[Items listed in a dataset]
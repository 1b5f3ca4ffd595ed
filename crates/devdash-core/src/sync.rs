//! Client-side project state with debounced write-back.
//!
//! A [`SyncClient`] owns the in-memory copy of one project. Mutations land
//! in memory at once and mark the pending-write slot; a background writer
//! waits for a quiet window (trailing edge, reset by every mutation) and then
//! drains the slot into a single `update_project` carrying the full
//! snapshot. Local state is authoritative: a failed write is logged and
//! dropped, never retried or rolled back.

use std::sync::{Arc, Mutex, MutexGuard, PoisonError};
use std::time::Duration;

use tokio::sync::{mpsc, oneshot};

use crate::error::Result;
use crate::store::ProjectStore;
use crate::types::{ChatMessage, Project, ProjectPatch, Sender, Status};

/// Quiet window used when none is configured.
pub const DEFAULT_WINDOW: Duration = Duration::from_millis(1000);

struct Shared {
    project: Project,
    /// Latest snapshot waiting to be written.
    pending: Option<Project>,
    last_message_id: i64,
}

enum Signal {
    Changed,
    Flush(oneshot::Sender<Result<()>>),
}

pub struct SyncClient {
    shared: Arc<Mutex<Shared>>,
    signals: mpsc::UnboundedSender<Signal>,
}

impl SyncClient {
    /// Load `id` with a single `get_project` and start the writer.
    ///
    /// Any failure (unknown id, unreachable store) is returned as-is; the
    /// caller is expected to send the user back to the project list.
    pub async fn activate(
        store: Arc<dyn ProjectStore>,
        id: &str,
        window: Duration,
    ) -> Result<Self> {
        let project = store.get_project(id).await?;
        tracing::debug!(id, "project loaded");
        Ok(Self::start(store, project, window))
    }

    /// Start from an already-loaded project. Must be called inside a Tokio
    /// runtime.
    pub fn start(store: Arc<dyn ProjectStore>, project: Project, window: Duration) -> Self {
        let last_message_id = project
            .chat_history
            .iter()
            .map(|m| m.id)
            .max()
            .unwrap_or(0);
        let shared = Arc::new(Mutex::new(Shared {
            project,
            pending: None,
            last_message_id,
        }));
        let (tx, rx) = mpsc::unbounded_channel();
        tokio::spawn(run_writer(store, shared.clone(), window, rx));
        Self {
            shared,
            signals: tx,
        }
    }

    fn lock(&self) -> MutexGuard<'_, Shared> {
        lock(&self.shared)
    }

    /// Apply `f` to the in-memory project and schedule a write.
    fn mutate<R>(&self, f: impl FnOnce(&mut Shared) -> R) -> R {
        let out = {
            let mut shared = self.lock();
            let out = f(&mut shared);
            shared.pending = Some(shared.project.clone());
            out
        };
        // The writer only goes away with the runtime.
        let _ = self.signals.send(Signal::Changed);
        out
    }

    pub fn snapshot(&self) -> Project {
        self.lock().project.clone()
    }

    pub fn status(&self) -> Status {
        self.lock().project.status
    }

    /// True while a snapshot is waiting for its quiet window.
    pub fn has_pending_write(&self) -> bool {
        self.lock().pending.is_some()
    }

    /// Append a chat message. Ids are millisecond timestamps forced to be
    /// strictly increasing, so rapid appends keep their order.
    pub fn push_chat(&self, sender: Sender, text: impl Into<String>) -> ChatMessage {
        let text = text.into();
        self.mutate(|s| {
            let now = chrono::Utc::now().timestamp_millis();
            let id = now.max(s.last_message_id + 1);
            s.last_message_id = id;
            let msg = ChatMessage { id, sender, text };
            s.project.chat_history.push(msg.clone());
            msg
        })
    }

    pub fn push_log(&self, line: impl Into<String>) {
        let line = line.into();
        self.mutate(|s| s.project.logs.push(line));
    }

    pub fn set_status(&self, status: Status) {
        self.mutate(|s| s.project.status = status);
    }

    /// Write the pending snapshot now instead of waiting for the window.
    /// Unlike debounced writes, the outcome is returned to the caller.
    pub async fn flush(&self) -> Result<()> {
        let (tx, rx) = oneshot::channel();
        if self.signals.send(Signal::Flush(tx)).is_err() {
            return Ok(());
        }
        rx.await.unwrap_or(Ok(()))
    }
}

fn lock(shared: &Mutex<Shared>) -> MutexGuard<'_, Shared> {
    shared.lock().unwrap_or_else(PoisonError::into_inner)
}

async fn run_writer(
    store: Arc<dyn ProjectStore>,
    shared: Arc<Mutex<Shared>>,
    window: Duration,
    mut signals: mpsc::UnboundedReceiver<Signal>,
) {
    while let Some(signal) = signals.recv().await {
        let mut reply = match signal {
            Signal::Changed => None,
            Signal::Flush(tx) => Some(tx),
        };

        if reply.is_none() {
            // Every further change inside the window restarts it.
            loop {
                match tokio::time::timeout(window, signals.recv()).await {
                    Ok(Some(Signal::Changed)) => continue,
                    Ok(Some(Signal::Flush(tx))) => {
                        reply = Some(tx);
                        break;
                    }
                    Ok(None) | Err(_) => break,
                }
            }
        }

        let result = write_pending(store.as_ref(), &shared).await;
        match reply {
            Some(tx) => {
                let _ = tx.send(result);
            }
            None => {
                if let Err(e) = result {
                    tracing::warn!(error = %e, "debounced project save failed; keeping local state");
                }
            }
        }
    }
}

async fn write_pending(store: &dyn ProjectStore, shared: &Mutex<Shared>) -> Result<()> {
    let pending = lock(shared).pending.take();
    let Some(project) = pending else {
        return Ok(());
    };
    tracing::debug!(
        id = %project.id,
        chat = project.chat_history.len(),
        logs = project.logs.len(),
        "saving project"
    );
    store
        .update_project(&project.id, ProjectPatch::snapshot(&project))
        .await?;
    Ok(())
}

* * *

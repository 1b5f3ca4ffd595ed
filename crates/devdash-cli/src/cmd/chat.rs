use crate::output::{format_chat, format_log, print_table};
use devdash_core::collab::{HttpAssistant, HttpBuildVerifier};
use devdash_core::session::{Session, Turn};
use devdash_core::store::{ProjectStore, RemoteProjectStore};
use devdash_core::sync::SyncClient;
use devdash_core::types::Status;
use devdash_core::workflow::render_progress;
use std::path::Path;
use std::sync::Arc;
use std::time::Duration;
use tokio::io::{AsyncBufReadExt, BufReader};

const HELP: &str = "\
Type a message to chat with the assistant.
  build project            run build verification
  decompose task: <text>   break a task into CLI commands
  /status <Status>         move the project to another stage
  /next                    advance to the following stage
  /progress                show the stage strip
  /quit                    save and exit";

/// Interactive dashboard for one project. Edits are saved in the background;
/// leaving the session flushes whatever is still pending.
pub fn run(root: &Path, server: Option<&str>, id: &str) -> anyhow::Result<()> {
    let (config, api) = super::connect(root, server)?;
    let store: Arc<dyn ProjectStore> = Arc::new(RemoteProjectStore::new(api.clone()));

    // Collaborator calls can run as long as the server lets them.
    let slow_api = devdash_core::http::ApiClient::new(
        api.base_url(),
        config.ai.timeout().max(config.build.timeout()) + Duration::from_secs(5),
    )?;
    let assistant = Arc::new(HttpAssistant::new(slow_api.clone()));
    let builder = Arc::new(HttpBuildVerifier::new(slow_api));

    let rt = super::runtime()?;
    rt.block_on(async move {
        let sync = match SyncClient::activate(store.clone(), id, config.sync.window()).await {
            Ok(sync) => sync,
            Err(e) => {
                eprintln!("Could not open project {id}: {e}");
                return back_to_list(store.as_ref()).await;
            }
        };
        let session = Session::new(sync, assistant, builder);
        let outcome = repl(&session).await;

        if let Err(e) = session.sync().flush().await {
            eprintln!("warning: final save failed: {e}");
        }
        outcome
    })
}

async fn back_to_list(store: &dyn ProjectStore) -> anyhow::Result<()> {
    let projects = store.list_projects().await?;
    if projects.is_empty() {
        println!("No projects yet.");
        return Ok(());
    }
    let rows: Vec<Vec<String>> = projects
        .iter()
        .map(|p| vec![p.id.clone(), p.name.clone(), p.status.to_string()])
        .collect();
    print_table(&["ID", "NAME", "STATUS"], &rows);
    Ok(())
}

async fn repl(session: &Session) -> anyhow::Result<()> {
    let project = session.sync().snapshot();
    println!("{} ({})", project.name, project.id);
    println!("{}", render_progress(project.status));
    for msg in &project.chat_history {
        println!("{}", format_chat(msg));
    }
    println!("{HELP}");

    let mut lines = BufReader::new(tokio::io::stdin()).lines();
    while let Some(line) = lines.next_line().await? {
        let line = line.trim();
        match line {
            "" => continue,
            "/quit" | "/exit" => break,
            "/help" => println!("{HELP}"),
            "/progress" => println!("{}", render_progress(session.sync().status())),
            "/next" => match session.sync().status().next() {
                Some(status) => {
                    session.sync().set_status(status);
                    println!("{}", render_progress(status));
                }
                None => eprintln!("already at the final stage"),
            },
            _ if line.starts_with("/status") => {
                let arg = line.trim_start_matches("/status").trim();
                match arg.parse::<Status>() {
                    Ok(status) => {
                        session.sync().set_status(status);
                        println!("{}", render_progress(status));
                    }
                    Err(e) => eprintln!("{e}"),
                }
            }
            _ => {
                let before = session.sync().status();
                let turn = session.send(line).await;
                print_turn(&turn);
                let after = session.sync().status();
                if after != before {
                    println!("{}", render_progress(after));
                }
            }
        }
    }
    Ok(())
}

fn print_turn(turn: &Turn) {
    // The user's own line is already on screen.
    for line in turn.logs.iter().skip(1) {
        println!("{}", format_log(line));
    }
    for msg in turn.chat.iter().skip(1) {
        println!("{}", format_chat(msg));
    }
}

---

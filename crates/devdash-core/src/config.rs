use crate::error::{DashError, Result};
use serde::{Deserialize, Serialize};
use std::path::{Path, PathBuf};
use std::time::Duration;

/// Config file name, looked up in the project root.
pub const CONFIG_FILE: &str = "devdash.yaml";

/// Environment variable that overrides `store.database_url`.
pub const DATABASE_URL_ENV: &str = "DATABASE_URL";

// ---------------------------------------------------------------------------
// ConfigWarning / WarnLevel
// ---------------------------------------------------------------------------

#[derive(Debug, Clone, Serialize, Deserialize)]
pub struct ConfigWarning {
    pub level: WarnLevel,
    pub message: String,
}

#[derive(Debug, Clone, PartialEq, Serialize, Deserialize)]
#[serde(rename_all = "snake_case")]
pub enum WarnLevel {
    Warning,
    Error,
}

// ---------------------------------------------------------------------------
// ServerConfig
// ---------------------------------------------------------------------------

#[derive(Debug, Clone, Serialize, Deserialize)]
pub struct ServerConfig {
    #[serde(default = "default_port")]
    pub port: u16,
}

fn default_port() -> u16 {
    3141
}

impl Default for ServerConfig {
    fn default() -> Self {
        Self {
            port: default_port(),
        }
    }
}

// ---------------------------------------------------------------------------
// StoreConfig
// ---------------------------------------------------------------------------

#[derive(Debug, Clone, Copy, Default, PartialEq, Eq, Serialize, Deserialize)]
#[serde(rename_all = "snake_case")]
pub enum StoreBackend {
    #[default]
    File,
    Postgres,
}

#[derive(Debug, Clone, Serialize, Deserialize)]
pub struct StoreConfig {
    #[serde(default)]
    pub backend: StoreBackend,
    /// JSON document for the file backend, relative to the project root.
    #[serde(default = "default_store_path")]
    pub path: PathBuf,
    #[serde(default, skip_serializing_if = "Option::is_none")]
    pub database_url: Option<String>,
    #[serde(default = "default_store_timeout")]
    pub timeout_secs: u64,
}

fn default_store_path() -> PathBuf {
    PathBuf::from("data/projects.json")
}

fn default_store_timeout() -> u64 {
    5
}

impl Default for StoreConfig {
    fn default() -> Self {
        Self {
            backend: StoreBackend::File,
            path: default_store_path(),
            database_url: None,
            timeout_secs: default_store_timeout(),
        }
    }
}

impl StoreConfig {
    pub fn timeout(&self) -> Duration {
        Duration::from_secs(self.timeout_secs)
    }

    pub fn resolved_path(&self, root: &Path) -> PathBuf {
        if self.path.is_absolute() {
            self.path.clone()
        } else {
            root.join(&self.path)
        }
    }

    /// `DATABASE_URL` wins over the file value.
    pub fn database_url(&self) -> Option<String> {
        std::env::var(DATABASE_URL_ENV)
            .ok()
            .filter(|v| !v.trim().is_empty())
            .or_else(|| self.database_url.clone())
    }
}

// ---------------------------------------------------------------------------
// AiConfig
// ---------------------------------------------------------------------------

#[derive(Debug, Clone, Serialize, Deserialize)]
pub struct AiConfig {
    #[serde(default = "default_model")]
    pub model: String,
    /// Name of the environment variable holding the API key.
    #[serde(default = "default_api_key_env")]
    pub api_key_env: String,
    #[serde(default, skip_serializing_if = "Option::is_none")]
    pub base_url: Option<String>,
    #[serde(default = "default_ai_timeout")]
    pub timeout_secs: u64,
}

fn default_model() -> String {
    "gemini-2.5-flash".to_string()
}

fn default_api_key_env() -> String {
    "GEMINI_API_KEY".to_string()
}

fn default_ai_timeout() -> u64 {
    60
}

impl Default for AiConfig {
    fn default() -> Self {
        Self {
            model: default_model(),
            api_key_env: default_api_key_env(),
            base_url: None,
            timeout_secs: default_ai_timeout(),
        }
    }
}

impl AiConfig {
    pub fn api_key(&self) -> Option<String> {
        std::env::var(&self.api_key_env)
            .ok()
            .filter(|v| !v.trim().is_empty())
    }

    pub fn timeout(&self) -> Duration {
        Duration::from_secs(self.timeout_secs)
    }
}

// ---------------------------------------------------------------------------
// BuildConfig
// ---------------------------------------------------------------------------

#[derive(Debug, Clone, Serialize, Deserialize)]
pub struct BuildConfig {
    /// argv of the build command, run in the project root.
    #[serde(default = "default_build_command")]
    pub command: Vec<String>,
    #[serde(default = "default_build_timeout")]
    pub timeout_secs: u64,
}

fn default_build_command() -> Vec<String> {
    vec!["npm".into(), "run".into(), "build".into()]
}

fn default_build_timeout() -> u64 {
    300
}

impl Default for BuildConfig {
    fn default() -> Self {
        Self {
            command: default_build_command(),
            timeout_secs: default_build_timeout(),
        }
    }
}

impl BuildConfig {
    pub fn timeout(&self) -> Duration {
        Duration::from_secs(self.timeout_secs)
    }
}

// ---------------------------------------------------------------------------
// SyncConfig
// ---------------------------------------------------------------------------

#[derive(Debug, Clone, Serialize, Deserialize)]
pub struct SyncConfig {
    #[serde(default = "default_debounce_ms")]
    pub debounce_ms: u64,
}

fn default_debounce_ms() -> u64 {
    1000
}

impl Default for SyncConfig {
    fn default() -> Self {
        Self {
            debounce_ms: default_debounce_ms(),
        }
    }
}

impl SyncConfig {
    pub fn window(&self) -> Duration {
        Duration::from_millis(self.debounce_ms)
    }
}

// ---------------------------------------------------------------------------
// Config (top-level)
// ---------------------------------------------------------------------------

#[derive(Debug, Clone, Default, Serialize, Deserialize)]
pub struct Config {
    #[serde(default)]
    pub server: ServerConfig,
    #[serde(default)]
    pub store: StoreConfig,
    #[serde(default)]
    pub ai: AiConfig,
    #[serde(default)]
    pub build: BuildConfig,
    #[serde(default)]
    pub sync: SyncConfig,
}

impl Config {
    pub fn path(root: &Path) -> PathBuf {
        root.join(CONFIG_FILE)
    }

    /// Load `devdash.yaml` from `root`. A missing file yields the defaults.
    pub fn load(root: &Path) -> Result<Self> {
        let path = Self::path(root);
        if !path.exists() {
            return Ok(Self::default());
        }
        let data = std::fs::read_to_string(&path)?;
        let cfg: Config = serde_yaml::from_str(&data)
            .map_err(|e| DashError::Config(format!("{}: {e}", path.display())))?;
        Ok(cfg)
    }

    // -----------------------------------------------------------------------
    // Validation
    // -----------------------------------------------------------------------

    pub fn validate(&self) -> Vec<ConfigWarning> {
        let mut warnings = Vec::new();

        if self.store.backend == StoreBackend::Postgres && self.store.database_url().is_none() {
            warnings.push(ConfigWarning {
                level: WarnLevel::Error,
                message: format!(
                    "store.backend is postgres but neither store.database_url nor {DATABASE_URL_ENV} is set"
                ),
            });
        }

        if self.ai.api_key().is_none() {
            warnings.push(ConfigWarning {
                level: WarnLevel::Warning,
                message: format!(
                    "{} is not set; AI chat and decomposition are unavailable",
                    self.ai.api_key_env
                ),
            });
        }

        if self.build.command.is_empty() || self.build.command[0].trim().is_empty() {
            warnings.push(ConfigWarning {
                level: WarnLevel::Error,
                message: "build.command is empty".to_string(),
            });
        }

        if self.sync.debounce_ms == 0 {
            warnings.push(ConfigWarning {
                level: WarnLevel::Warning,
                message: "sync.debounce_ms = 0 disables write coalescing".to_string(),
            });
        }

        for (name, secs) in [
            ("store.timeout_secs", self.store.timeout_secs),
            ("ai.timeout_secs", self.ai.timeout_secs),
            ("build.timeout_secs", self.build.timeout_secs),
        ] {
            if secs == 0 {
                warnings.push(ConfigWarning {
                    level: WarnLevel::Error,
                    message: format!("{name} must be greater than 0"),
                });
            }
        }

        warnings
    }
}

• _PROBLEM_:
Using the entries above, repeat only the lines from the one containing "forced to be" through the one containing "let result = write_pending(store.as_ref(), &shared).await;", end lines included.

• _ANSWER TO THIS EXERCISE_:
    /// Append a chat message. Ids are millisecond timestamps forced to be
    /// strictly increasing, so rapid appends keep their order.
    pub fn push_chat(&self, sender: Sender, text: impl Into<String>) -> ChatMessage {
        let text = text.into();
        self.mutate(|s| {
            let now = chrono::Utc::now().timestamp_millis();
            let id = now.max(s.last_message_id + 1);
            s.last_message_id = id;
            let msg = ChatMessage { id, sender, text };
            s.project.chat_history.push(msg.clone());
            msg
        })
    }

    pub fn push_log(&self, line: impl Into<String>) {
        let line = line.into();
        self.mutate(|s| s.project.logs.push(line));
    }

    pub fn set_status(&self, status: Status) {
        self.mutate(|s| s.project.status = status);
    }

    /// Write the pending snapshot now instead of waiting for the window.
    /// Unlike debounced writes, the outcome is returned to the caller.
    pub async fn flush(&self) -> Result<()> {
        let (tx, rx) = oneshot::channel();
        if self.signals.send(Signal::Flush(tx)).is_err() {
            return Ok(());
        }
        rx.await.unwrap_or(Ok(()))
    }
}

fn lock(shared: &Mutex<Shared>) -> MutexGuard<'_, Shared> {
    shared.lock().unwrap_or_else(PoisonError::into_inner)
}

async fn run_writer(
    store: Arc<dyn ProjectStore>,
    shared: Arc<Mutex<Shared>>,
    window: Duration,
    mut signals: mpsc::UnboundedReceiver<Signal>,
) {
    while let Some(signal) = signals.recv().await {
        let mut reply = match signal {
            Signal::Changed => None,
            Signal::Flush(tx) => Some(tx),
        };

        if reply.is_none() {
            // Every further change inside the window restarts it.
            loop {
                match tokio::time::timeout(window, signals.recv()).await {
                    Ok(Some(Signal::Changed)) => continue,
                    Ok(Some(Signal::Flush(tx))) => {
                        reply = Some(tx);
                        break;
                    }
                    Ok(None) | Err(_) => break,
                }
            }
        }

        let result = write_pending(store.as_ref(), &shared).await;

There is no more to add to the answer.